Build Quality
Overall build quality is solid. When shaking the mouse, a rattle comes from an indeterminable source. When applying lateral pressure, no creaking or flexing of the shell can be observed. Activating the side buttons by squeezing the sides is impossible. Lastly, accidental clicks when slamming down the mouse do not occur regardless of the set debounce time.
Main buttons on the NP-01S Wireless are very good. Both pre and post-travel are moderate, but button response is firm and snappy nonetheless. Despite being visually separated from the shell, button movement is nonexistent even when forced. Button stiffness is medium. A pair of Huano switches (pink plunger) is used for these.
Side buttons are very good. Both pre and post-travel are low, resulting in a pleasing yet slightly muted button response. The pressure point is even across the entirety of these.
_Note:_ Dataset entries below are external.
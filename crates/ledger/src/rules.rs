//! Transfer rules: the validation hook run before a transfer is recorded.
//!
//! Rules only ever reject. They see the transfer and the balances as they are
//! before the transfer, and run in order; the first failure wins and nothing
//! is recorded. Container-kind specific policies (capacity, allocation) plug
//! in here by implementing [`TransferRule`], without touching the journal or
//! balance logic.

use std::sync::Arc;

use serde::{Deserialize, Serialize};

use tally_core::{DomainError, DomainResult};

use crate::balance::BalanceTable;
use crate::transfer::Transfer;

/// A single precondition on recorded transfers.
pub trait TransferRule: core::fmt::Debug + Send + Sync {
    /// Short stable name, used in logs.
    fn name(&self) -> &'static str;

    fn check(&self, transfer: &Transfer, balances: &BalanceTable) -> DomainResult<()>;
}

/// Rejects transfers whose source and destination are the same container.
#[derive(Debug, Clone, Copy, Default)]
pub struct RejectSelfTransfer;

impl TransferRule for RejectSelfTransfer {
    fn name(&self) -> &'static str {
        "reject_self_transfer"
    }

    fn check(&self, transfer: &Transfer, _balances: &BalanceTable) -> DomainResult<()> {
        if transfer.is_self_transfer() {
            return Err(DomainError::validation(format!(
                "source and destination are both {}",
                transfer.from()
            )));
        }
        Ok(())
    }
}

/// Rejects zero and negative amounts.
#[derive(Debug, Clone, Copy, Default)]
pub struct RequirePositiveAmount;

impl TransferRule for RequirePositiveAmount {
    fn name(&self) -> &'static str {
        "require_positive_amount"
    }

    fn check(&self, transfer: &Transfer, _balances: &BalanceTable) -> DomainResult<()> {
        if !transfer.amount().is_positive() {
            return Err(DomainError::validation(format!(
                "amount must be positive, got {}",
                transfer.amount()
            )));
        }
        Ok(())
    }
}

/// Named rule presets, selectable from configuration.
#[derive(Debug, Clone, Copy, PartialEq, Eq, Hash, Default, Serialize, Deserialize)]
#[serde(rename_all = "lowercase")]
pub enum RulePolicy {
    /// Accept every well-typed transfer.
    #[default]
    Permissive,
    /// Reject self-transfers and non-positive amounts.
    Strict,
}

impl core::fmt::Display for RulePolicy {
    fn fmt(&self, f: &mut core::fmt::Formatter<'_>) -> core::fmt::Result {
        match self {
            RulePolicy::Permissive => f.write_str("permissive"),
            RulePolicy::Strict => f.write_str("strict"),
        }
    }
}

impl core::str::FromStr for RulePolicy {
    type Err = DomainError;

    fn from_str(s: &str) -> Result<Self, Self::Err> {
        match s.trim().to_ascii_lowercase().as_str() {
            "permissive" => Ok(RulePolicy::Permissive),
            "strict" => Ok(RulePolicy::Strict),
            other => Err(DomainError::validation(format!(
                "unknown rule policy {other:?} (expected \"permissive\" or \"strict\")"
            ))),
        }
    }
}

/// Ordered set of rules a ledger applies to every transfer.
#[derive(Debug, Clone, Default)]
pub struct TransferRules {
    rules: Vec<Arc<dyn TransferRule>>,
}

impl TransferRules {
    /// No rules: every transfer is accepted.
    pub fn permissive() -> Self {
        Self::default()
    }

    pub fn strict() -> Self {
        Self::permissive()
            .with(RejectSelfTransfer)
            .with(RequirePositiveAmount)
    }

    pub fn from_policy(policy: RulePolicy) -> Self {
        match policy {
            RulePolicy::Permissive => Self::permissive(),
            RulePolicy::Strict => Self::strict(),
        }
    }

    /// Append a rule; it runs after the ones already present.
    pub fn with(mut self, rule: impl TransferRule + 'static) -> Self {
        self.rules.push(Arc::new(rule));
        self
    }

    pub fn len(&self) -> usize {
        self.rules.len()
    }

    pub fn is_empty(&self) -> bool {
        self.rules.is_empty()
    }

    pub fn names(&self) -> Vec<&'static str> {
        self.rules.iter().map(|r| r.name()).collect()
    }

    pub fn check(&self, transfer: &Transfer, balances: &BalanceTable) -> DomainResult<()> {
        for rule in &self.rules {
            rule.check(transfer, balances).inspect_err(|e| {
                tracing::warn!(rule = rule.name(), error = %e, "transfer rejected by rule");
            })?;
        }
        Ok(())
    }
}

impl From<RulePolicy> for TransferRules {
    fn from(policy: RulePolicy) -> Self {
        Self::from_policy(policy)
    }
}
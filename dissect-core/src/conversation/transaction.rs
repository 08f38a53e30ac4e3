//! Request/response correlation within one conversation.

use std::collections::{BTreeMap, HashMap};

use compact_str::CompactString;
use tracing::warn;

/// A request seen in a conversation, and its response once matched.
#[derive(Debug, Clone, PartialEq, Eq)]
pub struct Transaction {
    /// Short description of the request (e.g., the command verb).
    pub summary: CompactString,
    pub request_frame: u64,
    pub request_ts_us: i64,
    /// Repeats of the request after the first.
    pub duplicate_requests: u32,
    pub response: Option<Response>,
    seq: u64,
}

impl Transaction {
    pub fn is_complete(&self) -> bool {
        self.response.is_some()
    }
}

/// The first response matched to a transaction.
#[derive(Debug, Clone, Copy, PartialEq, Eq)]
pub struct Response {
    pub frame: u64,
    pub ts_us: i64,
    pub latency_us: u64,
    /// Repeats of the response after the first.
    pub duplicates: u32,
}

/// What `begin_transaction` observed.
#[derive(Debug, Clone, Copy, PartialEq, Eq)]
pub enum BeginOutcome {
    /// First request with this id.
    New,
    /// The id was already requested in `first_frame`; the original is kept.
    DuplicateRequest { first_frame: u64 },
}

impl BeginOutcome {
    pub fn is_duplicate(&self) -> bool {
        matches!(self, BeginOutcome::DuplicateRequest { .. })
    }
}

/// What `complete_transaction` observed.
#[derive(Debug, Clone, PartialEq, Eq)]
pub enum CompleteOutcome {
    /// First response to a pending request.
    Completed {
        latency_us: u64,
        request_frame: u64,
        summary: CompactString,
    },
    /// The request was already answered in `first_response_frame`.
    DuplicateResponse { first_response_frame: u64 },
    /// No request with this id was seen.
    UnsolicitedResponse,
}

/// Transactions of one conversation, bounded in size.
///
/// Two `seq -> id` indexes keep pending and completed transactions in
/// arrival order, so eviction never scans the map.
#[derive(Debug, Clone)]
pub struct TransactionMap {
    entries: HashMap<u64, Transaction>,
    pending_order: BTreeMap<u64, u64>,
    completed_order: BTreeMap<u64, u64>,
    next_seq: u64,
    capacity: usize,
}

impl TransactionMap {
    pub fn new(capacity: usize) -> Self {
        Self {
            entries: HashMap::new(),
            pending_order: BTreeMap::new(),
            completed_order: BTreeMap::new(),
            next_seq: 0,
            capacity: capacity.max(1),
        }
    }

    pub(crate) fn begin(
        &mut self,
        id: u64,
        summary: &str,
        ts_us: i64,
        frame: u64,
    ) -> BeginOutcome {
        if let Some(existing) = self.entries.get_mut(&id) {
            existing.duplicate_requests += 1;
            return BeginOutcome::DuplicateRequest {
                first_frame: existing.request_frame,
            };
        }

        if self.entries.len() >= self.capacity {
            self.evict_one();
        }
        let seq = self.next_seq;
        self.next_seq += 1;
        self.pending_order.insert(seq, id);
        self.entries.insert(
            id,
            Transaction {
                summary: CompactString::new(summary),
                request_frame: frame,
                request_ts_us: ts_us,
                duplicate_requests: 0,
                response: None,
                seq,
            },
        );
        BeginOutcome::New
    }

    pub(crate) fn complete(&mut self, id: u64, ts_us: i64, frame: u64) -> CompleteOutcome {
        let Some(transaction) = self.entries.get_mut(&id) else {
            return CompleteOutcome::UnsolicitedResponse;
        };

        if let Some(response) = transaction.response.as_mut() {
            response.duplicates += 1;
            return CompleteOutcome::DuplicateResponse {
                first_response_frame: response.frame,
            };
        }

        let latency_us = match u64::try_from(ts_us.saturating_sub(transaction.request_ts_us)) {
            Ok(latency) => latency,
            Err(_) => {
                warn!(
                    transaction = id,
                    request_frame = transaction.request_frame,
                    response_frame = frame,
                    "response timestamp precedes its request, latency clamped to 0"
                );
                0
            }
        };
        self.pending_order.remove(&transaction.seq);
        self.completed_order.insert(transaction.seq, id);
        transaction.response = Some(Response {
            frame,
            ts_us,
            latency_us,
            duplicates: 0,
        });
        CompleteOutcome::Completed {
            latency_us,
            request_frame: transaction.request_frame,
            summary: transaction.summary.clone(),
        }
    }

    /// Drop the oldest completed transaction, or the oldest pending one if
    /// nothing has completed.
    fn evict_one(&mut self) {
        let victim = self
            .completed_order
            .pop_first()
            .or_else(|| self.pending_order.pop_first());
        if let Some((_, id)) = victim {
            self.entries.remove(&id);
        }
    }

    pub fn get(&self, id: u64) -> Option<&Transaction> {
        self.entries.get(&id)
    }

    /// Requests without a response.
    pub fn pending(&self) -> usize {
        self.pending_order.len()
    }

    pub fn len(&self) -> usize {
        self.entries.len()
    }

    pub fn is_empty(&self) -> bool {
        self.entries.is_empty()
    }
}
Button size and placement are good, as actuation is possible rather easily by rolling one's thumb across. A set of low-profile Huano switches (white plunger) is used here.
At the bottom of the mouse, three buttons controlling CPI, polling rate, and debounce time can be found, all of which also work fine. Three seemingly unbranded tactile switches are used for these. Lastly, a simple on/off-slider is present, which too works just fine.
The scroll wheel is very good. Noise levels are elevated, but tactility is very good, with clearly separated steps allowing for controlled scrolling without being overly stiff. The encoder comes from ALPS (black) and has a height of 7 mm. The middle (scroll wheel) click requires high force for actuation. An elevated low-profile Huano switch (white plunger) is used for this one.
Surface
The NP-01S Wireless has a matte surface all over. Grip is fine, and it doesn't attract fingerprints or dirt too much. It is easy to clean, and there are no signs of wear left after doing so. All in all, excellent materials.
Disassembly
Disassembling the NP-01S Wireless is somewhat difficult. Two Torx T6 screws are found beneath the rear skate, which need to be removed. The top and bottom shell can be separated now, but make sure not to rip the ribbon cables connecting top and bottom.
The internal design is reasonably complex. An endoskeleton is used, which has the PCBs for the top LEDs, side buttons, and main buttons along with the scroll wheel, all three of which are connected to the main PCB through ribbon cables. Removing the endoskeleton is only possible if the main buttons have been detached first. The sensor and MCU are located on the main PCB, which is affixed to the bottom with three screws. The MCU is a PixArt PAR2862QC.
As for the soldering and general quality of the PCB, I'm unable to find any noteworthy flaws.